Она приблизилась медленно, непрямым путем, двигаясь вдоль стены, подкрадываясь к неподвижному телу осторожными шагами.
Закричала ли она, ударила ли в гонг (в церкви он был), призвала ли как-либо иначе людей на помощь?
Ничего подобного она не сделала.
Может быть, в этом уже не было смысла; может быть, стало совершенно ясно, что Эпифании ничем не помочь, что ее настигла милосердная мгновенная смерть?
Подойдя к Эпифании, Аурора увидела, что ее пальцы все еще вяло перебирают четки; что глаза старой женщины открыты и она узнала внучку; что губы бабушки слабо шевелятся, не выговаривая ничего членораздельного.
И, увидев, что бабушка еще жива, сделала ли она что-нибудь ради спасения ее жизни?
Она замерла.
А потом?
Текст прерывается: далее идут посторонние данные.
use actix_web::{get, post, put, web, HttpResponse};

use crate::{
    app_state::AppState,
    auth::{AuthenticatedUser, AuthMiddleware},
    errors::AppError,
    models::dto::request::{LoginRequest, RegisterRequest, UpdateProfileRequest},
};

#[post("/register")]
async fn register(
    state: web::Data<AppState>,
    request: web::Json<RegisterRequest>,
) -> Result<HttpResponse, AppError> {
    let response = state.auth_service.register(request.into_inner()).await?;
    Ok(HttpResponse::Created().json(response))
}

#[post("/login")]
async fn login(
    state: web::Data<AppState>,
    request: web::Json<LoginRequest>,
) -> Result<HttpResponse, AppError> {
    let response = state.auth_service.login(request.into_inner()).await?;
    Ok(HttpResponse::Ok().json(response))
}

#[get("/me")]
async fn current_user(
    state: web::Data<AppState>,
    auth: AuthenticatedUser,
) -> Result<HttpResponse, AppError> {
    let user = state.auth_service.profile(auth.user_id()).await?;
    Ok(HttpResponse::Ok().json(user))
}

#[put("/update")]
async fn update_profile(
    state: web::Data<AppState>,
    request: web::Json<UpdateProfileRequest>,
    auth: AuthenticatedUser,
) -> Result<HttpResponse, AppError> {
    let user = state
        .auth_service
        .update_profile(auth.user_id(), request.into_inner())
        .await?;
    Ok(HttpResponse::Ok().json(user))
}

/// Auth routes. Register and login are public; the profile routes sit in
/// a nested scope behind the token middleware.
pub fn configure(cfg: &mut web::ServiceConfig) {
    cfg.service(
        web::scope("/api/auth")
            .service(register)
            .service(login)
            .service(
                web::scope("")
                    .wrap(AuthMiddleware)
                    .service(current_user)
                    .service(update_profile),
            ),
    );
}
Ведь, само собой, она была еще девочка; паника могла вызвать у нее минутный столбняк, это простительно, но, придя в себя, она, конечно, немедленно позвала на помощь домашних… неужели нет?
Придя в себя, она отступила на два шага назад; потом села на пол, скрестив ноги; и стала смотреть.
И она не почувствовала ни жалости, ни стыда, ни страха?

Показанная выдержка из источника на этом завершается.